Do lado da direita, a rearticulação tem componentes simbólicos e práticos. A reconciliação pública com Michelle Bolsonaro aparece como a primeira peça: a avaliação desse gesto é majoritariamente positiva na pesquisa, com taxas especialmente altas entre bolsonaristas e parcela relevante da direita não bolsonarista. A percepção de que o apoio de Michelle reforça as chances eleitorais de Flávio subiu de julho para agosto, de forma acentuada entre eleitores do núcleo bolsonarista. Ao mesmo tempo, a controvérsia judicial sobre a proibição da visita a Jair Bolsonaro reverberou como um catalisador de indignação contra o que parte do eleitorado entende como excesso institucional — um elemento que ajuda a explicar a movimentação em favor de Flávio muito mais do que episódios de retórica sobre as urnas.
Na ponta oposta, as medidas econômicas do governo ajudam a manter índices de aprovação superiores aos de abril, mas já não geram ganhos eleitorais crescentes. A aprovação do governo subiu de 43% em abril para níveis próximos de 48% em julho e manteve-se estável em agosto; a desaprovação segue em 47%. Programas como o Desenrola 2.0 e a isenção do Imposto de Renda para quem recebe até R$ 5 mil estão presentes no radar do eleitorado, mas mostram queda no efeito político marginal: a percepção de que esses instrumentos são boas ideias ou de que beneficiaram diretamente as famílias diminuiu entre sondagens.
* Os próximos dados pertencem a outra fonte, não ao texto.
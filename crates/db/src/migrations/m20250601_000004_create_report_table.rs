//! Create report table migration.
//!
//! Reports keep no foreign key to their target so they outlive deleted content.

use sea_orm_migration::prelude::*;

use super::m20250601_000001_create_user_table::User;

#[derive(DeriveMigrationName)]
pub struct Migration;

#[async_trait::async_trait]
impl MigrationTrait for Migration {
    async fn up(&self, manager: &SchemaManager) -> Result<(), DbErr> {
        manager
            .create_table(
                Table::create()
                    .table(Report::Table)
                    .if_not_exists()
                    .col(ColumnDef::new(Report::Id).string_len(32).not_null().primary_key())
                    .col(ColumnDef::new(Report::ReporterId).string_len(32).not_null())
                    .col(ColumnDef::new(Report::TargetKind).string_len(16).not_null())
                    .col(ColumnDef::new(Report::TargetId).string_len(32).not_null())
                    .col(ColumnDef::new(Report::TargetAuthorId).string_len(32).not_null())
                    .col(ColumnDef::new(Report::Reason).text().not_null())
                    .col(ColumnDef::new(Report::ScreenshotUrl).string_len(1024))
                    .col(
                        ColumnDef::new(Report::Status)
                            .string_len(16)
                            .not_null()
                            .default("pending"),
                    )
                    .col(ColumnDef::new(Report::ResolvedBy).string_len(32))
                    .col(ColumnDef::new(Report::ResolvedAt).timestamp_with_time_zone())
                    .col(
                        ColumnDef::new(Report::CreatedAt)
                            .timestamp_with_time_zone()
                            .not_null(),
                    )
                    .foreign_key(
                        ForeignKey::create()
                            .name("fk_report_reporter")
                            .from(Report::Table, Report::ReporterId)
                            .to(User::Table, User::Id)
                            .on_delete(ForeignKeyAction::Cascade),
                    )
                    .to_owned(),
            )
            .await?;

        manager
            .create_index(
                Index::create()
                    .name("idx_report_status")
                    .table(Report::Table)
                    .col(Report::Status)
                    .to_owned(),
            )
            .await?;

        manager
            .create_index(
                Index::create()
                    .name("idx_report_target_author_id")
                    .table(Report::Table)
                    .col(Report::TargetAuthorId)
                    .to_owned(),
            )
            .await?;

        Ok(())
    }

    async fn down(&self, manager: &SchemaManager) -> Result<(), DbErr> {
        manager
            .drop_table(Table::drop().table(Report::Table).to_owned())
            .await
    }
}

#[derive(Iden)]
enum Report {
    Table,
    Id,
    ReporterId,
    TargetKind,
    TargetId,
    TargetAuthorId,
    Reason,
    ScreenshotUrl,
    Status,
    ResolvedBy,
    ResolvedAt,
    CreatedAt,
}
//! Database repositories.

mod asset;
mod inquiry;
mod post;
mod push_subscription;
mod report;
mod user;
mod verification_token;

pub use asset::AssetRepository;
pub use inquiry::InquiryRepository;
pub use post::PostRepository;
pub use push_subscription::PushSubscriptionRepository;
pub use report::ReportRepository;
pub use user::UserRepository;
pub use verification_token::VerificationTokenRepository;
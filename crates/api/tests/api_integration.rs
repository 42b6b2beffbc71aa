//! API integration tests.
//!
//! The router runs against an in-memory database with every migration applied.

#![allow(clippy::unwrap_used, clippy::expect_used)]

use axum::{
    Router,
    body::{Body, to_bytes},
    http::{Request, StatusCode},
    middleware::from_fn_with_state,
};
use finboard_api::{AppState, middleware::auth_middleware, router as api_router};
use finboard_common::config::{
    AuthConfig, Config, CronConfig, DatabaseConfig, SchedulerSettings, ServerConfig,
};
use finboard_core::hash_password;
use finboard_db::{
    entities::user::{self, UserRole},
    repositories::UserRepository,
    test_utils::TestDatabase,
};
use sea_orm::Set;
use serde_json::{Value, json};
use tower::ServiceExt;

const CRON_SECRET: &str = "cron-secret";
const PASSWORD: &str = "correct horse";

fn create_test_config(live_suspension_check: bool) -> Config {
    Config {
        server: ServerConfig::default(),
        database: DatabaseConfig {
            url: "sqlite::memory:".to_string(),
            max_connections: 1,
            min_connections: 1,
        },
        auth: AuthConfig {
            session_secret: "test-session-secret".to_string(),
            session_ttl_days: 30,
            verification_ttl_hours: 24,
            live_suspension_check,
            suspension_cache_ttl_secs: 60,
        },
        cron: CronConfig {
            secret: CRON_SECRET.to_string(),
        },
        push: None,
        scheduler: SchedulerSettings::default(),
    }
}

struct TestApp {
    _db: TestDatabase,
    users: UserRepository,
    app: Router,
}

impl TestApp {
    async fn new(live_suspension_check: bool) -> Self {
        let db = TestDatabase::in_memory().await.unwrap();
        let state = AppState::new(
            &db.connection(),
            &create_test_config(live_suspension_check),
            None,
        );

        let app = Router::new()
            .nest("/api", api_router(&state))
            .layer(from_fn_with_state(state.clone(), auth_middleware))
            .with_state(state);

        Self {
            users: UserRepository::new(db.connection()),
            _db: db,
            app,
        }
    }

    async fn seed_user(&self, id: &str, role: UserRole) {
        let now = chrono::Utc::now();
        self.users
            .create(user::ActiveModel {
                id: Set(id.to_string()),
                email: Set(format!("{id}@example.com")),
                nickname: Set(id.to_string()),
                password_hash: Set(hash_password(PASSWORD).unwrap()),
                role: Set(role),
                email_verified: Set(Some(now.into())),
                two_factor_enabled: Set(false),
                notifications_enabled: Set(false),
                suspended: Set(false),
                suspended_reason: Set(None),
                suspended_appeal: Set(None),
                deleted_at: Set(None),
                reactivated_at: Set(None),
                created_at: Set(now.into()),
                updated_at: Set(None),
            })
            .await
            .unwrap();
    }

    async fn send(
        &self,
        method: &str,
        uri: &str,
        token: Option<&str>,
        body: Option<Value>,
    ) -> (StatusCode, Value) {
        let mut builder = Request::builder().uri(uri).method(method);
        if let Some(token) = token {
            builder = builder.header("Authorization", format!("Bearer {token}"));
        }
        let request = match body {
            Some(body) => builder
                .header("Content-Type", "application/json")
                .body(Body::from(body.to_string()))
                .unwrap(),
            None => builder.body(Body::empty()).unwrap(),
        };

        let response = self.app.clone().oneshot(request).await.unwrap();
        let status = response.status();
        let bytes = to_bytes(response.into_body(), usize::MAX).await.unwrap();
        let json = if bytes.is_empty() {
            Value::Null
        } else {
            serde_json::from_slice(&bytes).unwrap_or(Value::Null)
        };
        (status, json)
    }

    async fn sign_in(&self, id: &str) -> String {
        let (status, body) = self
            .send(
                "POST",
                "/api/auth/sign-in",
                None,
                Some(json!({ "email": format!("{id}@example.com"), "password": PASSWORD })),
            )
            .await;
        assert_eq!(status, StatusCode::OK, "sign-in failed: {body}");
        body["data"]["token"].as_str().unwrap().to_string()
    }
}

#[tokio::test]
async fn test_health() {
    let app = TestApp::new(false).await;
    let (status, body) = app.send("GET", "/api/health", None, None).await;
    assert_eq!(status, StatusCode::OK);
    assert_eq!(body["ok"], true);
}

#[tokio::test]
async fn test_cron_requires_shared_secret() {
    let app = TestApp::new(false).await;

    let (status, _) = app.send("GET", "/api/cron/cleanup", None, None).await;
    assert_eq!(status, StatusCode::UNAUTHORIZED);

    let (status, _) = app
        .send("GET", "/api/cron/cleanup", Some("wrong"), None)
        .await;
    assert_eq!(status, StatusCode::UNAUTHORIZED);

    let (status, body) = app
        .send("GET", "/api/cron/cleanup", Some(CRON_SECRET), None)
        .await;
    assert_eq!(status, StatusCode::OK);
    assert_eq!(body["ok"], true);
    assert_eq!(body["data"]["accountsDeleted"], 0);

    let (status, body) = app
        .send("GET", "/api/cron/notifications", Some(CRON_SECRET), None)
        .await;
    assert_eq!(status, StatusCode::OK);
    assert_eq!(body["data"]["skipped"], true);
}

#[tokio::test]
async fn test_register_then_unverified_sign_in_fails() {
    let app = TestApp::new(false).await;

    let (status, body) = app
        .send(
            "POST",
            "/api/auth/register",
            None,
            Some(json!({ "email": "Fresh@Example.com", "nickname": "fresh", "password": "long enough" })),
        )
        .await;
    assert_eq!(status, StatusCode::OK);
    assert_eq!(body["data"]["email"], "fresh@example.com");
    assert!(body["data"].get("verificationToken").is_none());

    let (status, _) = app
        .send(
            "POST",
            "/api/auth/register",
            None,
            Some(json!({ "email": "fresh@example.com", "nickname": "other", "password": "long enough" })),
        )
        .await;
    assert_eq!(status, StatusCode::CONFLICT);

    let (status, _) = app
        .send(
            "POST",
            "/api/auth/sign-in",
            None,
            Some(json!({ "email": "fresh@example.com", "password": "long enough" })),
        )
        .await;
    assert_eq!(status, StatusCode::UNAUTHORIZED);
}

#[tokio::test]
async fn test_anonymous_caller_is_rejected() {
    let app = TestApp::new(false).await;

    let (status, body) = app.send("GET", "/api/account/me", None, None).await;
    assert_eq!(status, StatusCode::UNAUTHORIZED);
    assert!(body["error"].is_string());

    let (status, _) = app
        .send("GET", "/api/account/me", Some("not-a-jwt"), None)
        .await;
    assert_eq!(status, StatusCode::UNAUTHORIZED);
}

#[tokio::test]
async fn test_admin_routes_check_live_role() {
    let app = TestApp::new(false).await;
    app.seed_user("alice", UserRole::User).await;
    let token = app.sign_in("alice").await;

    let (status, _) = app
        .send("GET", "/api/admin/appeals", Some(&token), None)
        .await;
    assert_eq!(status, StatusCode::FORBIDDEN);
}

#[tokio::test]
async fn test_snapshot_gate_is_stale_until_refresh() {
    let app = TestApp::new(false).await;
    app.seed_user("admin", UserRole::Admin).await;
    app.seed_user("alice", UserRole::User).await;
    let admin = app.sign_in("admin").await;
    let alice = app.sign_in("alice").await;

    let (status, _) = app
        .send(
            "POST",
            "/api/admin/users/suspend",
            Some(&admin),
            Some(json!({ "userId": "alice", "reason": "spam" })),
        )
        .await;
    assert_eq!(status, StatusCode::OK);

    // The old token still says "not suspended"
    let post = json!({ "title": "hello", "content": "first post" });
    let (status, _) = app
        .send("POST", "/api/posts", Some(&alice), Some(post.clone()))
        .await;
    assert_eq!(status, StatusCode::OK);

    let (status, body) = app
        .send("POST", "/api/auth/refresh", Some(&alice), None)
        .await;
    assert_eq!(status, StatusCode::OK);
    let refreshed = body["data"]["token"].as_str().unwrap().to_string();

    let (status, body) = app
        .send("POST", "/api/posts", Some(&refreshed), Some(post))
        .await;
    assert_eq!(status, StatusCode::FORBIDDEN);
    assert!(body["error"].as_str().unwrap().contains("spam"));

    // Self-service routes stay open
    let (status, body) = app
        .send("GET", "/api/account/me", Some(&refreshed), None)
        .await;
    assert_eq!(status, StatusCode::OK);
    assert_eq!(body["data"]["state"], "suspended");

    let (status, _) = app
        .send(
            "POST",
            "/api/account/appeal",
            Some(&refreshed),
            Some(json!({ "appeal": "please review" })),
        )
        .await;
    assert_eq!(status, StatusCode::OK);

    let (status, body) = app
        .send("GET", "/api/admin/appeals", Some(&admin), None)
        .await;
    assert_eq!(status, StatusCode::OK);
    assert_eq!(body["data"][0]["appeal"], "please review");

    // Reading the board needs no gate
    let (status, _) = app.send("GET", "/api/posts", Some(&refreshed), None).await;
    assert_eq!(status, StatusCode::OK);
}

#[tokio::test]
async fn test_live_gate_sees_suspension_immediately() {
    let app = TestApp::new(true).await;
    app.seed_user("admin", UserRole::Admin).await;
    app.seed_user("alice", UserRole::User).await;
    let admin = app.sign_in("admin").await;
    let alice = app.sign_in("alice").await;

    let flow = json!({ "title": "Rent", "amount": -700000, "dayOfMonth": 25 });
    let (status, _) = app
        .send("POST", "/api/cash-flows", Some(&alice), Some(flow.clone()))
        .await;
    assert_eq!(status, StatusCode::OK);

    let (status, _) = app
        .send(
            "POST",
            "/api/admin/users/suspend",
            Some(&admin),
            Some(json!({ "userId": "alice", "reason": "chargeback fraud" })),
        )
        .await;
    assert_eq!(status, StatusCode::OK);

    let (status, _) = app
        .send("POST", "/api/cash-flows", Some(&alice), Some(flow.clone()))
        .await;
    assert_eq!(status, StatusCode::FORBIDDEN);

    let (status, _) = app
        .send(
            "POST",
            "/api/admin/users/unsuspend",
            Some(&admin),
            Some(json!({ "userId": "alice" })),
        )
        .await;
    assert_eq!(status, StatusCode::OK);

    let (status, _) = app
        .send("POST", "/api/cash-flows", Some(&alice), Some(flow))
        .await;
    assert_eq!(status, StatusCode::OK);
}

#[tokio::test]
async fn test_report_flow_over_http() {
    let app = TestApp::new(false).await;
    app.seed_user("admin", UserRole::Admin).await;
    app.seed_user("author", UserRole::User).await;
    app.seed_user("reader", UserRole::User).await;
    let admin = app.sign_in("admin").await;
    let author = app.sign_in("author").await;
    let reader = app.sign_in("reader").await;

    let (_, body) = app
        .send(
            "POST",
            "/api/posts",
            Some(&author),
            Some(json!({ "title": "Tips", "content": "spend less" })),
        )
        .await;
    let post_id = body["data"]["id"].as_str().unwrap().to_string();

    let (status, body) = app
        .send(
            "POST",
            "/api/reports",
            Some(&reader),
            Some(json!({ "target": { "kind": "post", "id": post_id }, "reason": "욕설" })),
        )
        .await;
    assert_eq!(status, StatusCode::OK);
    let report_id = body["data"]["id"].as_str().unwrap().to_string();

    let (status, body) = app
        .send("GET", "/api/admin/reports?status=pending", Some(&admin), None)
        .await;
    assert_eq!(status, StatusCode::OK);
    assert_eq!(body["data"][0]["reason"], "욕설");
    assert_eq!(body["data"][0]["targetAuthor"]["id"], "author");

    let resolve = json!({ "reportId": report_id });
    let (status, body) = app
        .send("POST", "/api/admin/reports/resolve", Some(&admin), Some(resolve.clone()))
        .await;
    assert_eq!(status, StatusCode::OK);
    assert_eq!(body["data"]["status"], "resolved");

    let (status, _) = app
        .send("POST", "/api/admin/reports/reject", Some(&admin), Some(resolve))
        .await;
    assert_eq!(status, StatusCode::CONFLICT);
}

#[tokio::test]
async fn test_soft_delete_over_http() {
    let app = TestApp::new(false).await;
    app.seed_user("alice", UserRole::User).await;
    let alice = app.sign_in("alice").await;

    let (status, body) = app
        .send("POST", "/api/account/delete", Some(&alice), None)
        .await;
    assert_eq!(status, StatusCode::OK);
    assert_eq!(body["data"]["state"], "softDeletePending");
    assert!(body["data"]["deletionScheduledFor"].is_string());

    let (status, body) = app
        .send("POST", "/api/account/delete/cancel", Some(&alice), None)
        .await;
    assert_eq!(status, StatusCode::OK);
    assert_eq!(body["data"]["state"], "active");
    assert!(body["data"]["reactivatedAt"].is_string());

    let (status, body) = app
        .send(
            "POST",
            "/api/account/reactivation-notice/clear",
            Some(&alice),
            None,
        )
        .await;
    assert_eq!(status, StatusCode::OK);
    assert!(body["data"]["reactivatedAt"].is_null());
}

#[tokio::test]
async fn test_inquiry_desk_over_http() {
    let app = TestApp::new(false).await;
    app.seed_user("admin", UserRole::Admin).await;
    app.seed_user("alice", UserRole::User).await;
    let admin = app.sign_in("admin").await;
    let alice = app.sign_in("alice").await;

    let (_, body) = app
        .send(
            "POST",
            "/api/inquiries",
            Some(&alice),
            Some(json!({ "title": "Help", "content": "how do I export?" })),
        )
        .await;
    let inquiry_id = body["data"]["id"].as_str().unwrap().to_string();

    let (status, body) = app
        .send(
            "POST",
            "/api/admin/inquiries/answer",
            Some(&admin),
            Some(json!({ "inquiryId": inquiry_id, "content": "settings, then export" })),
        )
        .await;
    assert_eq!(status, StatusCode::OK);
    assert_eq!(body["data"]["status"], "answered");

    let (status, body) = app
        .send("GET", &format!("/api/inquiries/{inquiry_id}"), Some(&alice), None)
        .await;
    assert_eq!(status, StatusCode::OK);
    assert_eq!(body["data"]["answers"].as_array().unwrap().len(), 1);

    let (_, body) = app
        .send("GET", "/api/admin/inquiries/stats", Some(&admin), None)
        .await;
    assert_eq!(body["data"]["answered"], 1);
    assert_eq!(body["data"]["pending"], 0);
}
//! Email verification token entity.

use sea_orm::entity::prelude::*;
use serde::{Deserialize, Serialize};

/// A pending registration confirmation.
#[derive(Clone, Debug, PartialEq, Eq, DeriveEntityModel, Serialize, Deserialize)]
#[sea_orm(table_name = "verification_token")]
#[serde(rename_all = "camelCase")]
pub struct Model {
    #[sea_orm(primary_key, auto_increment = false)]
    pub id: String,

    /// Email address the token was issued for.
    #[sea_orm(indexed)]
    pub identifier: String,

    #[sea_orm(unique)]
    pub token: String,

    pub expires: DateTimeWithTimeZone,
}

#[derive(Copy, Clone, Debug, EnumIter, DeriveRelation)]
pub enum Relation {}

impl ActiveModelBehavior for ActiveModel {}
A economia, por sua vez, exibe sinais mistos. A maioria ainda sente que o custo de vida avançou — quase sete em cada dez percebem alta nos preços dos alimentos e 69% afirmam que o poder de compra é menor do que há um ano —, embora haja melhora nas expectativas de emprego e aumento da parcela que aposta em melhora da economia nos próximos 12 meses. O que permanece como principal limitação é a chamada "affordability": 55% dizem que a renda não avançou ou perdeu terreno para os preços, um indicador que rende pouco ao governo no curto prazo.
Outra variável que começa a pesar é a percepção da resposta do governo ao pacote tarifário anunciado pelos Estados Unidos. A avaliação desse episódio mudou de maneira desfavorável desde maio, com saldo que passa de levemente positivo para negativo — e isso corrói margem de autoridade do Executivo no discurso de defesa dos interesses nacionais, terreno que vinha sendo explorado como vantagem de campanha.
Por fim, a elevação do grau de definição do voto — 69% já dizem ter escolha consolidada — reduz o espaço para surpresas, concentrando a disputa em dois polos. Os independentes continuam sendo o maior bloco do eleitorado (32%), mas sem adesão firme: entre eles Lula lidera por pequena margem, e ampla parcela ainda se movimenta entre indecisos, abstenções e votos brancos ou nulos.
O retrato traçado pela Quaest é, portanto, de competição estabilizada, porém dinâmica: Lula mantém a dianteira, mas encontra limites de crescimento; Flávio recupera terreno graças a fatores de coesão conservadora e reações a decisões judiciais; e o eleitor médio continua ressentido com a falta de ganho real de renda. Num país onde o custo de vida define prioridades, a vantagem eleitoral dependerá de quem conseguir transformar percepção econômica e narrativa política em convicção estável até o fechamento da campanha.